Nov
07

Cycle Training Tips

Author // Phil de Gruchy
Posted in // Cycling tips

Tour de FranceSet Up

Riding a bike that is not correctly set up for you will cause discomfort and even slow you down.  Everyone is different with respect to leg, arm and torso length, so visiting a specialist bike shop and having your saddle, stem and handlebar positions adjusted so that the bike is tailored to your individual needs is extremely worthwhile.

Essential Kit

A small investment in a few items of specialist bike kit will be extremely useful for you to get the most out of your training. The minimum items are:

  • Bike helmet.  An absolute must. Modern cycling helmets are lightweight and well ventilated, and can literally save your life in an accident. We have all come off our bikes at some point so protecting your head should be your top priority.
     
  • Cycling shorts.  Seamless and chafe-free. Proper cycling shorts may not directly improve your training but they will add to the enjoyment of your ride by preventing soreness from repeated rubbing and should be a key item in your cycling wardrobe.
     
  • Basic bike tools.  A set of Allen keys, a puncture repair kit, tire levers, a spare inner tube and a pump will keep you on the road. All you need to know is how to change a tire and mend a puncture and you’re set up. 
     
  • Cycling sunglasses.  Sunglasses are actually very useful for cyclists and not just for posing. They will keep dirt, dust and flies out of your eyes, and if you choose a pair with interchangeable lenses then they can sharpen your vision in low light conditions, as well as cutting out glare and reflections.
     
  • Toe-clips or spuds.  SPDs or ‘spuds’, as they are affectionately known — is the name for cycling shoes which lock into your pedal. They make a big difference to your pedaling efficiency because they enable you to pull up as well as push down. If you’ve not tried them before they will take a bit of getting used to but after a while you’ll wonder how you ever managed without them! 

Keep Hydrated

When cycling your body will lose water through sweating as well as losses from exhaled will result in your heart having to work much harder. Try to drink small, frequent quantities of water or a sports energy drink throughout your ride rather than waiting till you feel thirsty as by the time you feel thirsty you will already be dehydrated.

Energy

Running low on energy will prevent your cycling enjoyment. Cycling will increase your energy requirements so aim to eat small, frequent meals and snacks on the go in order to maintain energy levels. Whilst your riding carbohydrate drinks will keep you well fuelled or you could try a couple of energy bars which are easy to eat in the saddle.

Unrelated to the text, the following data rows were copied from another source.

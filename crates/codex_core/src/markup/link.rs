//! Wikilink resolution against the live entry collection.
//!
//! # Invariants
//! - Matching is case-insensitive and exact after trimming both sides.
//! - Nothing is cached; every call reads the collection it is given.

use crate::model::entry::CodexEntry;
use crate::model::world::LorePage;

/// Looks up an entry id by display title.
pub trait LinkResolver {
    /// Returns the id of the entry titled `title`, if one exists.
    fn resolve(&self, title: &str) -> Option<&str>;
}

/// Resolver that never matches, for contexts without linkable entries.
#[derive(Debug, Clone, Copy, Default)]
pub struct NoLinks;

impl LinkResolver for NoLinks {
    fn resolve(&self, _title: &str) -> Option<&str> {
        None
    }
}

impl LinkResolver for [LorePage] {
    fn resolve(&self, title: &str) -> Option<&str> {
        let wanted = fold_title(title);
        self.iter()
            .find(|page| fold_title(&page.title) == wanted)
            .map(|page| page.id.as_str())
    }
}

impl LinkResolver for Vec<LorePage> {
    fn resolve(&self, title: &str) -> Option<&str> {
        self.as_slice().resolve(title)
    }
}

impl LinkResolver for [CodexEntry] {
    fn resolve(&self, title: &str) -> Option<&str> {
        let wanted = fold_title(title);
        self.iter()
            .find(|entry| fold_title(&entry.name) == wanted)
            .map(|entry| entry.id.as_str())
    }
}

impl LinkResolver for Vec<CodexEntry> {
    fn resolve(&self, title: &str) -> Option<&str> {
        self.as_slice().resolve(title)
    }
}

fn fold_title(value: &str) -> String {
    value.trim().to_lowercase()
}

/// Target carried by a rendered wikilink.
#[derive(Debug, Clone, PartialEq, Eq)]
pub enum LinkTarget {
    Resolved(String),
    Missing(String),
}

/// What activating a rendered wikilink should do.
#[derive(Debug, Clone, PartialEq, Eq)]
pub enum LinkOutcome {
    Navigate(String),
    /// Unknown title plus the notice to show the user.
    Missing { title: String, notice: String },
}

/// Maps an activated link to a navigation outcome.
///
/// A resolved id that has since disappeared from the collection is treated
/// as missing.
pub fn follow_link<R: LinkResolver + ?Sized>(
    target: &LinkTarget,
    resolver: &R,
    exists: impl Fn(&str) -> bool,
) -> LinkOutcome {
    match target {
        LinkTarget::Resolved(id) if exists(id) => LinkOutcome::Navigate(id.clone()),
        LinkTarget::Resolved(id) => missing(id),
        LinkTarget::Missing(title) => match resolver.resolve(title) {
            Some(id) => LinkOutcome::Navigate(id.to_string()),
            None => missing(title),
        },
    }
}

fn missing(title: &str) -> LinkOutcome {
    LinkOutcome::Missing {
        title: title.to_string(),
        notice: format!("No page found titled \"{title}\". Create it with New Page."),
    }
}
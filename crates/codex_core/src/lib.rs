//! Core domain logic for Purple Codex.
//! This crate is the single source of truth for world bible invariants.

pub mod codex;
pub mod config;
pub mod db;
pub mod display;
pub mod logging;
pub mod markup;
pub mod model;
pub mod repo;
pub mod search;
pub mod service;

pub use codex::browser::{BrowserState, BrowserView};
pub use codex::loader::{load_entries, LoadError, LoadReport, LoadRequest};
pub use codex::normalize::{normalize_collection, normalize_entry, NormalizeOptions};
pub use codex::source::{DirectorySource, EntrySource, FetchError, HttpSource};
pub use config::{CodexConfig, ConfigError};
pub use logging::{default_log_level, init_from_config, init_logging, logging_status};
pub use markup::{render_markup, render_markup_html, LinkOutcome, LinkResolver, LinkTarget};
pub use model::entry::CodexEntry;
pub use model::world::{Character, LorePage, Race, RecordKind, WorldState};
pub use repo::kv_repo::{KvError, KvStore, MemoryKvStore, SqliteKvStore};
pub use search::{search_world, SearchHit, SearchQuery};
pub use service::{ImportError, ServiceError, WorldService};

/// Minimal health-check API for early integration.
pub fn ping() -> &'static str {
    "pong"
}

/// Returns the core crate version.
pub fn core_version() -> &'static str {
    env!("CARGO_PKG_VERSION")
}
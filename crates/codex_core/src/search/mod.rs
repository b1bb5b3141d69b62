//! Global search over the world bible.
//!
//! # Responsibility
//! - Match a free-text query across lore, races and characters.
//! - Shape typed hits with short context snippets.

pub mod text;

pub use text::{search_world, snippet_from, SearchHit, SearchQuery};
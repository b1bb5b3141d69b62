//! SQLite file backing the world store.
//!
//! # Responsibility
//! - Open the codex store file and bring its schema up to date.
//! - Report which step of opening failed, so callers can tell a locked or
//!   missing file from a store written by a newer build.
//!
//! # Invariants
//! - Schema version lives in `PRAGMA user_version`.
//! - A connection is handed out only after every schema step has applied.

use std::error::Error;
use std::fmt::{Display, Formatter};

pub mod migrations;
mod open;

pub use open::{open_db, open_db_in_memory};

pub type OpenResult<T> = Result<T, StoreOpenError>;

/// Why the codex store could not be opened.
#[derive(Debug)]
pub enum StoreOpenError {
    /// SQLite refused the file or the in-memory handle.
    Connect {
        mode: &'static str,
        source: rusqlite::Error,
    },
    /// Connection settings or the schema version could not be read or set.
    Setup(rusqlite::Error),
    /// The file was written by a build with a newer store layout.
    SchemaTooNew { found: u32, supported: u32 },
    /// One schema step failed; earlier steps stay applied.
    Step {
        version: u32,
        name: &'static str,
        source: rusqlite::Error,
    },
}

impl Display for StoreOpenError {
    fn fmt(&self, f: &mut Formatter<'_>) -> std::fmt::Result {
        match self {
            Self::Connect { mode, source } => {
                write!(f, "cannot open {mode} codex store: {source}")
            }
            Self::Setup(err) => write!(f, "cannot prepare codex store: {err}"),
            Self::SchemaTooNew { found, supported } => write!(
                f,
                "codex store uses layout v{found}, this build reads up to v{supported}"
            ),
            Self::Step {
                version,
                name,
                source,
            } => write!(f, "store step v{version} ({name}) failed: {source}"),
        }
    }
}

impl Error for StoreOpenError {
    fn source(&self) -> Option<&(dyn Error + 'static)> {
        match self {
            Self::Connect { source, .. } | Self::Step { source, .. } => Some(source),
            Self::Setup(err) => Some(err),
            Self::SchemaTooNew { .. } => None,
        }
    }
}
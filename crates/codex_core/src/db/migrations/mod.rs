//! Ordered schema steps for the codex store.
//!
//! Each step runs in its own transaction and bumps `user_version` inside it,
//! so an interrupted upgrade resumes from the last step that committed.

use crate::db::{OpenResult, StoreOpenError};
use log::{debug, info};
use rusqlite::Connection;

#[derive(Debug, Clone, Copy)]
pub(crate) struct SchemaStep {
    pub(crate) version: u32,
    pub(crate) name: &'static str,
    pub(crate) sql: &'static str,
}

const STEPS: &[SchemaStep] = &[SchemaStep {
    version: 1,
    name: "kv_entries",
    sql: include_str!("0001_kv_entries.sql"),
}];

/// Store layout version this build writes.
pub fn latest_version() -> u32 {
    STEPS.last().map_or(0, |step| step.version)
}

/// Layout version recorded in the open store; `0` for a fresh file.
pub fn schema_version(conn: &Connection) -> rusqlite::Result<u32> {
    conn.query_row("PRAGMA user_version;", [], |row| row.get(0))
}

/// Brings `conn` up to [`latest_version`]. Returns the versions applied.
pub fn apply_migrations(conn: &mut Connection) -> OpenResult<Vec<u32>> {
    apply_steps(conn, STEPS)
}

pub(crate) fn apply_steps(conn: &mut Connection, steps: &[SchemaStep]) -> OpenResult<Vec<u32>> {
    let found = schema_version(conn).map_err(StoreOpenError::Setup)?;
    let supported = steps.last().map_or(0, |step| step.version);
    if found > supported {
        return Err(StoreOpenError::SchemaTooNew { found, supported });
    }

    let mut applied = Vec::new();
    for step in steps.iter().filter(|step| step.version > found) {
        run_step(conn, step).map_err(|source| StoreOpenError::Step {
            version: step.version,
            name: step.name,
            source,
        })?;
        debug!(
            "event=store_step module=db status=ok version={} name={}",
            step.version, step.name
        );
        applied.push(step.version);
    }

    if !applied.is_empty() {
        info!("event=store_upgrade module=db status=ok from={found} to={supported}");
    }
    Ok(applied)
}

fn run_step(conn: &mut Connection, step: &SchemaStep) -> rusqlite::Result<()> {
    let tx = conn.transaction()?;
    tx.execute_batch(step.sql)?;
    tx.pragma_update(None, "user_version", step.version)?;
    tx.commit()
}
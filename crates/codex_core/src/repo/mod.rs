//! Repository layer abstractions and persistence implementations.
//!
//! # Responsibility
//! - Define the key-value contract consumed by the world service.
//! - Isolate SQLite query details from service orchestration.
//!
//! # Invariants
//! - Repository APIs distinguish "absent" (`Ok(None)`) from failures.

pub mod kv_repo;
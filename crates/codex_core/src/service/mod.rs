//! Core use-case services.
//!
//! # Responsibility
//! - Orchestrate storage, markup and search into world bible use-cases.
//! - Keep front-ends decoupled from persistence details.

pub mod recent;
pub mod world_service;

pub use recent::RecentEntry;
pub use world_service::{
    choose_initial, CharacterEdit, CharacterFilter, ImportError, InitialSource, InitialWorld,
    LoreEdit, LoreFilter, PersistedState, RaceEdit, Selection, ServiceError, ServiceResult,
    WorldService, STARTER_TOPICS,
};
//! Folder-based codex browser pipeline.
//!
//! # Responsibility
//! - Load per-entry documents listed by an index (loader, index, source).
//! - Normalize heterogeneous documents into [`CodexEntry`] records.
//! - Filter, group and project entries into browser view models.
//!
//! # Invariants
//! - Flow is Loader -> Normalizer -> Filter/Group -> view model.
//! - Only an unusable index is fatal; missing entries are reported.
//!
//! [`CodexEntry`]: crate::model::entry::CodexEntry

pub mod browser;
pub mod filter;
pub mod index;
pub mod loader;
pub mod normalize;
pub mod source;
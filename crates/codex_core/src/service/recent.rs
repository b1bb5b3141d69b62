//! Recent-edits list.
//!
//! # Invariants
//! - Most recent first.
//! - At most one entry per `(kind, id)` pair.
//! - Never longer than the configured limit.

use crate::model::world::{EpochMs, RecordKind};
use log::warn;
use serde::{Deserialize, Serialize};

#[derive(Debug, Clone, PartialEq, Eq, Serialize, Deserialize)]
pub struct RecentEntry {
    #[serde(rename = "type")]
    pub kind: RecordKind,
    pub id: String,
    pub title: String,
    /// Time of the edit.
    pub t: EpochMs,
}

/// Moves `entry` to the front, dropping older duplicates and overflow.
pub fn push_recent(list: &mut Vec<RecentEntry>, entry: RecentEntry, limit: usize) {
    list.retain(|item| !(item.kind == entry.kind && item.id == entry.id));
    list.insert(0, entry);
    list.truncate(limit);
}

/// Parses a persisted list; unreadable payloads yield an empty list.
pub fn parse_recent(text: Option<&str>) -> Vec<RecentEntry> {
    let Some(text) = text else {
        return Vec::new();
    };
    match serde_json::from_str(text) {
        Ok(list) => list,
        Err(err) => {
            warn!("event=recent_load module=service status=error error={err}");
            Vec::new()
        }
    }
}
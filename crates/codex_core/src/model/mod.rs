//! Domain model for the world bible and the codex browser.
//!
//! # Responsibility
//! - Define canonical records shared by services, search and rendering.
//! - Keep persisted JSON naming compatible with exported documents.
//!
//! # Invariants
//! - Every record is identified by a stable string id.
//! - Deletion removes the record; there are no tombstones.

pub mod entry;
pub mod world;
impl Display for ImportError {
    fn fmt(&self, f: &mut Formatter<'_>) -> std::fmt::Result {
        match self {
            Self::InvalidJson(err) => write!(f, "Import failed: invalid JSON ({err})"),
            Self::Service(err) => write!(f, "Import failed: {err}"),
        }
    }
}

impl Error for ImportError {
    fn source(&self) -> Option<&(dyn Error + 'static)> {
        match self {
            Self::InvalidJson(err) => Some(err),
            Self::Service(err) => Some(err),
        }
    }
}

impl From<ServiceError> for ImportError {
    fn from(value: ServiceError) -> Self {
        Self::Service(value)
    }
}

impl From<KvError> for ImportError {
    fn from(value: KvError) -> Self {
        Self::Service(ServiceError::Store(value))
    }
}

/// What was found under the world storage key.
#[derive(Debug, Clone, PartialEq)]
pub enum PersistedState {
    Parsed(WorldState),
    Absent,
    /// Stored text that could not be decoded, with the decode error.
    Corrupt(String),
}

impl PersistedState {
    pub fn from_stored(text: Option<&str>) -> Self {
        match text {
            None => Self::Absent,
            Some(text) => match serde_json::from_str::<WorldState>(text) {
                Ok(state) => Self::Parsed(state),
                Err(err) => Self::Corrupt(err.to_string()),
            },
        }
    }
}

/// Where the initial world came from.
#[derive(Debug, Clone, Copy, PartialEq, Eq)]
pub enum InitialSource {
    Persisted,
    Defaults,
    Empty,
}

#[derive(Debug, Clone, PartialEq)]
pub struct InitialWorld {
    pub state: WorldState,
    pub source: InitialSource,
    pub notice: Option<String>,
}

/// Picks the initial world: persisted, else defaults, else empty.
///
/// `defaults` is only consulted when nothing usable was persisted. An
/// unreadable persisted world is replaced by the defaults without a notice.
pub fn choose_initial(
    persisted: PersistedState,
    defaults: Option<Result<WorldState, String>>,
) -> InitialWorld {
    if let PersistedState::Parsed(state) = persisted {
        return InitialWorld {
            state,
            source: InitialSource::Persisted,
            notice: None,
        };
    }

    match defaults {
        Some(Ok(state)) => InitialWorld {
            state,
            source: InitialSource::Defaults,
            notice: None,
        },
        Some(Err(reason)) => InitialWorld {
            state: WorldState::default(),
            source: InitialSource::Empty,
            notice: Some(format!("Could not load default data: {reason}")),
        },
        None => InitialWorld {
            state: WorldState::default(),
            source: InitialSource::Empty,
            notice: Some("No default data available.".to_string()),
        },
    }
}
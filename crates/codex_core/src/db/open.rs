//! Connection bootstrap utilities for SQLite.
//!
//! # Invariants
//! - Returned connections have migrations fully applied.
//! - Every open attempt emits one `db_open` start event and one result event.

use super::migrations::apply_migrations;
use super::{OpenResult, StoreOpenError};
use log::{error, info};
use rusqlite::Connection;
use std::path::Path;
use std::time::{Duration, Instant};

const BUSY_TIMEOUT: Duration = Duration::from_secs(5);

/// Opens (or creates) the codex store file and applies pending migrations.
pub fn open_db(path: impl AsRef<Path>) -> OpenResult<Connection> {
    let path = path.as_ref();
    open_with("file", || Connection::open(path))
}

/// Opens a throwaway in-memory store, mainly for tests.
pub fn open_db_in_memory() -> OpenResult<Connection> {
    open_with("memory", Connection::open_in_memory)
}

fn open_with(
    mode: &'static str,
    connect: impl FnOnce() -> rusqlite::Result<Connection>,
) -> OpenResult<Connection> {
    let started_at = Instant::now();
    info!("event=db_open module=db status=start mode={mode}");

    let result = connect()
        .map_err(|source| StoreOpenError::Connect { mode, source })
        .and_then(|mut conn| {
            bootstrap_connection(&mut conn)?;
            Ok(conn)
        });

    match &result {
        Ok(_) => info!(
            "event=db_open module=db status=ok mode={mode} duration_ms={}",
            started_at.elapsed().as_millis()
        ),
        Err(err) => error!(
            "event=db_open module=db status=error mode={mode} duration_ms={} error={err}",
            started_at.elapsed().as_millis()
        ),
    }
    result
}

fn bootstrap_connection(conn: &mut Connection) -> OpenResult<()> {
    conn.busy_timeout(BUSY_TIMEOUT).map_err(StoreOpenError::Setup)?;
    apply_migrations(conn)?;
    Ok(())
}
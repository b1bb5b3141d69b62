//! Document sources for index and per-entry JSON files.
//!
//! # Responsibility
//! - Fetch raw document text by relative path.
//! - Keep transport details (filesystem, HTTP) out of the loader.
//!
//! # Invariants
//! - A fetch is a single attempt; sources never retry.
//! - Paths are relative; sources refuse to escape their root.

use async_trait::async_trait;
use std::error::Error;
use std::fmt::{Display, Formatter};
use std::path::{Component, Path, PathBuf};

/// Transport-level failure for one document.
#[derive(Debug)]
pub enum FetchError {
    InvalidPath(String),
    Io {
        path: String,
        source: std::io::Error,
    },
    Http {
        path: String,
        source: reqwest::Error,
    },
    Status {
        path: String,
        status: u16,
    },
}

impl Display for FetchError {
    fn fmt(&self, f: &mut Formatter<'_>) -> std::fmt::Result {
        match self {
            Self::InvalidPath(path) => write!(f, "invalid document path `{path}`"),
            Self::Io { path, source } => write!(f, "failed to read `{path}`: {source}"),
            Self::Http { path, source } => write!(f, "request for `{path}` failed: {source}"),
            Self::Status { path, status } => write!(f, "request for `{path}` returned {status}"),
        }
    }
}

impl Error for FetchError {
    fn source(&self) -> Option<&(dyn Error + 'static)> {
        match self {
            Self::Io { source, .. } => Some(source),
            Self::Http { source, .. } => Some(source),
            Self::InvalidPath(_) | Self::Status { .. } => None,
        }
    }
}

/// Anything that can hand out document text by relative path.
#[async_trait]
pub trait EntrySource: Send + Sync {
    async fn fetch_text(&self, path: &str) -> Result<String, FetchError>;
}

/// Reads documents from a local directory tree.
#[derive(Debug, Clone)]
pub struct DirectorySource {
    root: PathBuf,
}

impl DirectorySource {
    pub fn new(root: impl Into<PathBuf>) -> Self {
        Self { root: root.into() }
    }

    pub fn root(&self) -> &Path {
        &self.root
    }

    fn resolve(&self, path: &str) -> Result<PathBuf, FetchError> {
        let relative = Path::new(path.trim_start_matches('/'));
        let escapes = relative
            .components()
            .any(|part| !matches!(part, Component::Normal(_) | Component::CurDir));
        if path.trim().is_empty() || escapes {
            return Err(FetchError::InvalidPath(path.to_string()));
        }
        Ok(self.root.join(relative))
    }
}

#[async_trait]
impl EntrySource for DirectorySource {
    async fn fetch_text(&self, path: &str) -> Result<String, FetchError> {
        let full = self.resolve(path)?;
        tokio::fs::read_to_string(&full)
            .await
            .map_err(|source| FetchError::Io {
                path: path.to_string(),
                source,
            })
    }
}

/// Fetches documents with plain HTTP GET relative to a base URL.
#[derive(Debug, Clone)]
pub struct HttpSource {
    client: reqwest::Client,
    base_url: String,
}

impl HttpSource {
    pub fn new(base_url: impl Into<String>) -> Self {
        Self::with_client(reqwest::Client::new(), base_url)
    }

    pub fn with_client(client: reqwest::Client, base_url: impl Into<String>) -> Self {
        Self {
            client,
            base_url: base_url.into(),
        }
    }

    pub fn url_for(&self, path: &str) -> String {
        format!(
            "{}/{}",
            self.base_url.trim_end_matches('/'),
            path.trim_start_matches('/')
        )
    }
}

#[async_trait]
impl EntrySource for HttpSource {
    async fn fetch_text(&self, path: &str) -> Result<String, FetchError> {
        let http_error = |source| FetchError::Http {
            path: path.to_string(),
            source,
        };
        let response = self
            .client
            .get(self.url_for(path))
            .send()
            .await
            .map_err(http_error)?;
        let status = response.status();
        if !status.is_success() {
            return Err(FetchError::Status {
                path: path.to_string(),
                status: status.as_u16(),
            });
        }
        response.text().await.map_err(http_error)
    }
}
//! Small display projections shared by list and detail views.

use crate::model::world::{Character, EpochMs, LorePage, Race};
use std::time::{SystemTime, UNIX_EPOCH};

/// Current wall-clock time in epoch milliseconds.
pub fn now_epoch_ms() -> EpochMs {
    SystemTime::now()
        .duration_since(UNIX_EPOCH)
        .map(|elapsed| elapsed.as_millis() as EpochMs)
        .unwrap_or(0)
}

/// Relative age label such as `5m ago`; `—` for unstamped records.
pub fn time_ago(ts: EpochMs, now: EpochMs) -> String {
    if ts == 0 {
        return "—".to_string();
    }
    let seconds = now.saturating_sub(ts).div_euclid(1000);
    if seconds < 10 {
        return "just now".to_string();
    }
    if seconds < 60 {
        return format!("{seconds}s ago");
    }
    let minutes = seconds / 60;
    if minutes < 60 {
        return format!("{minutes}m ago");
    }
    let hours = minutes / 60;
    if hours < 48 {
        return format!("{hours}h ago");
    }
    format!("{}d ago", hours / 24)
}

/// Value or an em-dash placeholder for blank fields.
pub fn or_dash(value: &str) -> &str {
    if value.trim().is_empty() {
        "—"
    } else {
        value
    }
}

/// Uppercase first character of a name, or a star for blank names.
pub fn avatar_initial(name: &str) -> String {
    name.trim()
        .chars()
        .next()
        .map(|ch| ch.to_uppercase().collect())
        .unwrap_or_else(|| "✶".to_string())
}

/// `Lore / <section> / <title>`, or `Lore` with nothing selected.
pub fn lore_breadcrumb(page: Option<&LorePage>) -> String {
    match page {
        Some(page) => format!(
            "Lore / {} / {}",
            or_dash(&page.section),
            if page.title.is_empty() { "Untitled" } else { page.title.as_str() }
        ),
        None => "Lore".to_string(),
    }
}

pub fn race_breadcrumb(race: Option<&Race>) -> String {
    match race {
        Some(race) => format!("Races / {}", name_or_unnamed(&race.name)),
        None => "Races".to_string(),
    }
}

pub fn character_breadcrumb(character: Option<&Character>) -> String {
    match character {
        Some(character) => format!("Characters / {}", name_or_unnamed(&character.name)),
        None => "Characters".to_string(),
    }
}

fn name_or_unnamed(name: &str) -> &str {
    if name.is_empty() {
        "Unnamed"
    } else {
        name
    }
}
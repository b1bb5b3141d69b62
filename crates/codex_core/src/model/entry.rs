//! Normalized codex entry loaded from a folder-based index.
//!
//! # Invariants
//! - `id` is non-empty and unique within one loaded collection.
//! - `tags` is deduplicated in first-seen order and never exceeds the
//!   configured tag limit.
//! - `search_text` is already lower-cased.

use serde_json::{Map, Value};

/// Display label used when a raw entry carries no usable name.
pub const FALLBACK_ENTRY_NAME: &str = "Unnamed";

/// Generic codex record (race, class or any other folder-loaded document).
#[derive(Debug, Clone, PartialEq)]
pub struct CodexEntry {
    pub id: String,
    pub name: String,
    pub tags: Vec<String>,
    /// Lower-cased concatenation of descriptive fields.
    pub search_text: String,
    /// Source attributes, passed through untouched apart from derived fields.
    pub raw: Map<String, Value>,
}

impl CodexEntry {
    /// Returns whether any tag equals `tag`, ignoring case.
    pub fn has_tag(&self, tag: &str) -> bool {
        let wanted = tag.trim().to_lowercase();
        self.tags.iter().any(|value| value.to_lowercase() == wanted)
    }

    /// Raw string attribute, if present and textual.
    pub fn attr_str(&self, key: &str) -> Option<&str> {
        self.raw.get(key).and_then(Value::as_str)
    }

    /// Re-serializes the entry with its identity fields written back.
    ///
    /// Only `id` and `name` are written; tags and search text re-derive to
    /// the same values from the untouched source fields.
    pub fn to_value(&self) -> Value {
        let mut object = self.raw.clone();
        object.insert("id".to_string(), Value::String(self.id.clone()));
        object.insert("name".to_string(), Value::String(self.name.clone()));
        Value::Object(object)
    }
}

Long distance cycle rideLong Rides

An important part of your cycling training should be the long ride. Aim to do a long ride every one or two weeks. The long ride will build your endurance and also make you more efficient at utilizing fuel. A ‘Long’ ride will be anything longer than your usual routine. Anything from around one hour and beyond will do but obviously this should be adjusted to take into account your fitness as well as your training goals. A long ride is also a great opportunity to explore new areas and visit new destinations.

Interval Training

To balance out your long ride, try experimenting with some faster-paced riding. Sessions can be infinitely varied, but basically you are looking to ride faster for a short period, for example 10 minutes, followed by a recovery period and then a couple of repeats of the faster effort. Always include a good warm-up and cool-down before and after your session.

Bad Weather

Sometimes the weather is bad, it’s dark, or perhaps you just don’t fancy an outdoor bike session. However, there is no need to let your training slip because there are several alternatives available:

  • Cycling in the snowGym bikes. Never as good as the real thing, but as a substitute stationary gym bikes can still give you a decent workout. Most have a variety of programs to simulate hill climbing or interval training and are a good alternative if you can’t get out on the road.
     
  • Cycle trainers. A device that attaches to the back wheel of your own bike and enables you to train at home. Your bike is supported in a stand and most trainers have a variable resistance.
     
  • Rollers.  Also for home use, rollers don’t support you so there is the additional challenge of balancing during your training session — just as you would outdoors.
     
  • Spinning classes. A dynamic, group-based stationary bike spinning workout that is usually challenging but enjoyable and provides excellent training. One 60 minute session each week will definitely improve your cycling fitness.

By starting out with a correctly set up bike, a few items of kit, a fuelled stomach and full fluid bottle, your training will be more enjoyable. There is nothing worse than a long ride when you’re on an uncomfortable bike, when you’re hungry or when you’re wearing unsuitable clothing! Simply follow the tips above and you’re guaranteed to get more out of your cycling. You’ll be whizzing past the stationary motorists even faster!  Enjoy your cycling!